Task item
Once the line with "assert!(result.cancelled);" is found, repeat exactly that line and every one after it until the data below ends, including the last line.
BEGIN Data for processing
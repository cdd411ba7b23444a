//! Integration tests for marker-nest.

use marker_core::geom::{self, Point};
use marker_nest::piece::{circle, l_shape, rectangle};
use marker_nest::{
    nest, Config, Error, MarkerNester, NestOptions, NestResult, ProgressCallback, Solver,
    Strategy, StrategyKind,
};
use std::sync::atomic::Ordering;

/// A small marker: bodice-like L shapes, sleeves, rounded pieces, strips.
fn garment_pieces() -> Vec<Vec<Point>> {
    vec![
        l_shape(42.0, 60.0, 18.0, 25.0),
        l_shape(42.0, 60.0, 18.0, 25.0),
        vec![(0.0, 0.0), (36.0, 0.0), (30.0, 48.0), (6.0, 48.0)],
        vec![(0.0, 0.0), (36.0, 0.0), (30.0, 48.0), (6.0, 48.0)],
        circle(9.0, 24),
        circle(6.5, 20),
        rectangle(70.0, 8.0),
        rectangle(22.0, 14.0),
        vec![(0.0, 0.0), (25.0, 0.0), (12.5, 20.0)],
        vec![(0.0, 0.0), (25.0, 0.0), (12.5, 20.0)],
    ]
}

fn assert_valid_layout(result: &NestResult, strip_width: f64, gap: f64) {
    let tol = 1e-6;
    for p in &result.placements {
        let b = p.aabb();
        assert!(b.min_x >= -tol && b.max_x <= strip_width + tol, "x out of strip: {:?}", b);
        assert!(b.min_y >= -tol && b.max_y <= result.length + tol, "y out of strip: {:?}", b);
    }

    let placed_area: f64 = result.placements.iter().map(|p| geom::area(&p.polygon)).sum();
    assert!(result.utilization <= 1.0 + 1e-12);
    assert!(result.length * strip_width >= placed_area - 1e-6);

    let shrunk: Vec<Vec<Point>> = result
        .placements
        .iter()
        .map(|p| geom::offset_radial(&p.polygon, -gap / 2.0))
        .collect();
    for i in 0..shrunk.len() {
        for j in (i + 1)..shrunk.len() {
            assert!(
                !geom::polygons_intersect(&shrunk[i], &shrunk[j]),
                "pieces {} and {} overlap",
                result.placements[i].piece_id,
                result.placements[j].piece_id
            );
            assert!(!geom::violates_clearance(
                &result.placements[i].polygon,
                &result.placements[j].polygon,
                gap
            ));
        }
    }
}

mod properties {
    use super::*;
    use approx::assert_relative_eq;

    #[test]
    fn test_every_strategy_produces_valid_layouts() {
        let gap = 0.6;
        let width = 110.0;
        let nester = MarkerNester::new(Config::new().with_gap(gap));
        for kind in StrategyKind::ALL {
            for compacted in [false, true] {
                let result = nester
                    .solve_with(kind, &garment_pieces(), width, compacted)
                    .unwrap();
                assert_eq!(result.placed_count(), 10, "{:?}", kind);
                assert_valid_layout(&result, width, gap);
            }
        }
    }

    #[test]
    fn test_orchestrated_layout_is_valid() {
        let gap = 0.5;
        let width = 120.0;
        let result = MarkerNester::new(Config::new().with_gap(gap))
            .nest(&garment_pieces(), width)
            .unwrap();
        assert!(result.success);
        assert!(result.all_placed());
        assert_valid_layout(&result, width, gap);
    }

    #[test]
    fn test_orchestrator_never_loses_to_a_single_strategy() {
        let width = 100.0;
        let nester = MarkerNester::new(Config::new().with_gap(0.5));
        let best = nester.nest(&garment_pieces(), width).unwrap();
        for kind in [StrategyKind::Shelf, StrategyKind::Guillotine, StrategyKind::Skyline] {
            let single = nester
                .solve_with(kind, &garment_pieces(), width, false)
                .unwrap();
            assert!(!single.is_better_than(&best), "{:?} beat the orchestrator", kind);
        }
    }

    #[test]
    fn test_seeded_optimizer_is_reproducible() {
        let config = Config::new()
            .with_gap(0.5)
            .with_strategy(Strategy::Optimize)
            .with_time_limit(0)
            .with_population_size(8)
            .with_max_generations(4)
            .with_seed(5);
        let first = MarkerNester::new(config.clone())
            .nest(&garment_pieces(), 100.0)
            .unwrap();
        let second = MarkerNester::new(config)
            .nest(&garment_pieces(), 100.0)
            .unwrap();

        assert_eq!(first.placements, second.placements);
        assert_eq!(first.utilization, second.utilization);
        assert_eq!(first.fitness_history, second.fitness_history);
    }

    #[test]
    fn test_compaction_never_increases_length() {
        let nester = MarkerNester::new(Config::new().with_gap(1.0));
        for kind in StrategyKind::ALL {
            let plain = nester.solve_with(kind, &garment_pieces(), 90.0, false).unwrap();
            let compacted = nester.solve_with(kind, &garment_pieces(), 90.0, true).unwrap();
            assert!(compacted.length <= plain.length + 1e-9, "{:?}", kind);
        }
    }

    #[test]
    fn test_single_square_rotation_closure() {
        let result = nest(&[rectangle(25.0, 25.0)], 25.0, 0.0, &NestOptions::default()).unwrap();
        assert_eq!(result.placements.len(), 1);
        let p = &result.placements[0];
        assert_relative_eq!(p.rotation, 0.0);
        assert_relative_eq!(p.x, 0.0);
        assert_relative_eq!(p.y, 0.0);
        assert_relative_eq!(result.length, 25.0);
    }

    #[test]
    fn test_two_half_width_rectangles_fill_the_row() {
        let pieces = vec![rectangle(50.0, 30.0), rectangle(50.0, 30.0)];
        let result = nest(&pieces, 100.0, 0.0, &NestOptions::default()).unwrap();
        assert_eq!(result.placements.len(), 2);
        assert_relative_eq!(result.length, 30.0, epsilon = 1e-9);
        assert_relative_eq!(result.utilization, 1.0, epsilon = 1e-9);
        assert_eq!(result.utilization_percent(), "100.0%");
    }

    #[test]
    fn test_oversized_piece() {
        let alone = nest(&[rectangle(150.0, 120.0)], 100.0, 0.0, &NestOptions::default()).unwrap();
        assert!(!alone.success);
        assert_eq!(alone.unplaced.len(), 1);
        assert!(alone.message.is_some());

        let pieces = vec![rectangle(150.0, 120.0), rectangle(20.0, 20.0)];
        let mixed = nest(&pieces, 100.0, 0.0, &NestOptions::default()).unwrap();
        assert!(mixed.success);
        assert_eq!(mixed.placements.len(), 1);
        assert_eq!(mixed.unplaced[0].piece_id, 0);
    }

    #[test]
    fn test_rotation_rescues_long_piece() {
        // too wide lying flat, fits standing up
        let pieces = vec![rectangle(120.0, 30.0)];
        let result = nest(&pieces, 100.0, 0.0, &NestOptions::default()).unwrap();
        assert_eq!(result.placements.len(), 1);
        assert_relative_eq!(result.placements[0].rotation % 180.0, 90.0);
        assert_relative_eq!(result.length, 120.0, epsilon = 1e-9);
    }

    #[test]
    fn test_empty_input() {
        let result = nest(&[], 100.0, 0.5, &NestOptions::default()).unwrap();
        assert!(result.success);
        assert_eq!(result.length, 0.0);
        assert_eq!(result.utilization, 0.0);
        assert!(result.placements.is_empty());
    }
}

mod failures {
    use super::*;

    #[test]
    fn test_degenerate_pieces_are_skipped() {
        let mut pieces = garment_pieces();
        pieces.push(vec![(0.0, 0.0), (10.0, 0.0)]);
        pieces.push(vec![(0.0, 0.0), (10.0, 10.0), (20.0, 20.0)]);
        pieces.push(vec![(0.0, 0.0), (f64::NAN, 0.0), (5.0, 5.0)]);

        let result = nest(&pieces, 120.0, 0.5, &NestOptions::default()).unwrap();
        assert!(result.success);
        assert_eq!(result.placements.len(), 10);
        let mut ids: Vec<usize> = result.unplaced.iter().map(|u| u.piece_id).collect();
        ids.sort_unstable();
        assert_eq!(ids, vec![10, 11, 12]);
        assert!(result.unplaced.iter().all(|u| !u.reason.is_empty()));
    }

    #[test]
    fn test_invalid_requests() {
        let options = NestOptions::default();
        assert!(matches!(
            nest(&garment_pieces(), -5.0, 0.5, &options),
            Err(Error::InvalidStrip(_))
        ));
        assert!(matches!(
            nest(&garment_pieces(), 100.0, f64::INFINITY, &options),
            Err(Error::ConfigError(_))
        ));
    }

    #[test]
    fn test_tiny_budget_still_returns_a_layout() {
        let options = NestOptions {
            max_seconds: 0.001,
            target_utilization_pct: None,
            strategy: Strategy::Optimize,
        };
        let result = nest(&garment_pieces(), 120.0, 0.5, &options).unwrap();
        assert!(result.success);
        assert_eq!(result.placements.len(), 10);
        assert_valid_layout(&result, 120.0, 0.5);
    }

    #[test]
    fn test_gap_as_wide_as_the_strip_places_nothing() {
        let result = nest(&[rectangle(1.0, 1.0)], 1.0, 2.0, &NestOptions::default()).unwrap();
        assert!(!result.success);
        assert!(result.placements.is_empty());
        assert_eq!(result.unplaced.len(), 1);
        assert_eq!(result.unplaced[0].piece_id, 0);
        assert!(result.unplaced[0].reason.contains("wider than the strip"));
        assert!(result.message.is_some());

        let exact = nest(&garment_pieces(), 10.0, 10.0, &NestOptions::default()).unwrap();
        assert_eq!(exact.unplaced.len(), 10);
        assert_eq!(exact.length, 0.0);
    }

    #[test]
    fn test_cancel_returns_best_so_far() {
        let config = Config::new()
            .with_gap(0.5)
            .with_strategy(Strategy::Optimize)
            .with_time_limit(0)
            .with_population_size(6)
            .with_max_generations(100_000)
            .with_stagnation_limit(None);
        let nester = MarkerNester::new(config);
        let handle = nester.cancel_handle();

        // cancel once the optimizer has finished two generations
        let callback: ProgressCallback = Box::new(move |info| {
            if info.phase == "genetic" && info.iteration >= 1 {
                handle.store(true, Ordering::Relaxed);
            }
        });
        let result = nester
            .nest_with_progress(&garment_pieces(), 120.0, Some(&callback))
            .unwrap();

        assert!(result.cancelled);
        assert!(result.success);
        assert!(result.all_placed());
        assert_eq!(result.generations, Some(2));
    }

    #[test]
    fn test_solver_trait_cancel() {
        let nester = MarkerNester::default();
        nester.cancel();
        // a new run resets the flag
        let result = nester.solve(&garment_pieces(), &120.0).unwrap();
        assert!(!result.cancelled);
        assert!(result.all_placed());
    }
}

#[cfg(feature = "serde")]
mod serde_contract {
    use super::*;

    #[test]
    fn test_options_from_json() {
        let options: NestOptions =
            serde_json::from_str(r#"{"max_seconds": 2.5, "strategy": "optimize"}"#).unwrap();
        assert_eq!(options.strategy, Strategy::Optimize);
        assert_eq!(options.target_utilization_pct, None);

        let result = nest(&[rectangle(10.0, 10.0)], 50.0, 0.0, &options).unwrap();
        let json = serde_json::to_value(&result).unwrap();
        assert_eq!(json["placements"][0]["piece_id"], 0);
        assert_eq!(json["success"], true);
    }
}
END Data for processing
Written response
        assert!(result.cancelled);
        assert!(result.success);
        assert!(result.all_placed());
        assert_eq!(result.generations, Some(2));
    }

    #[test]
    fn test_solver_trait_cancel() {
        let nester = MarkerNester::default();
        nester.cancel();
        // a new run resets the flag
        let result = nester.solve(&garment_pieces(), &120.0).unwrap();
        assert!(!result.cancelled);
        assert!(result.all_placed());
    }
}

#[cfg(feature = "serde")]
mod serde_contract {
    use super::*;

    #[test]
    fn test_options_from_json() {
        let options: NestOptions =
            serde_json::from_str(r#"{"max_seconds": 2.5, "strategy": "optimize"}"#).unwrap();
        assert_eq!(options.strategy, Strategy::Optimize);
        assert_eq!(options.target_utilization_pct, None);

        let result = nest(&[rectangle(10.0, 10.0)], 50.0, 0.0, &options).unwrap();
        let json = serde_json::to_value(&result).unwrap();
        assert_eq!(json["placements"][0]["piece_id"], 0);
        assert_eq!(json["success"], true);
    }
}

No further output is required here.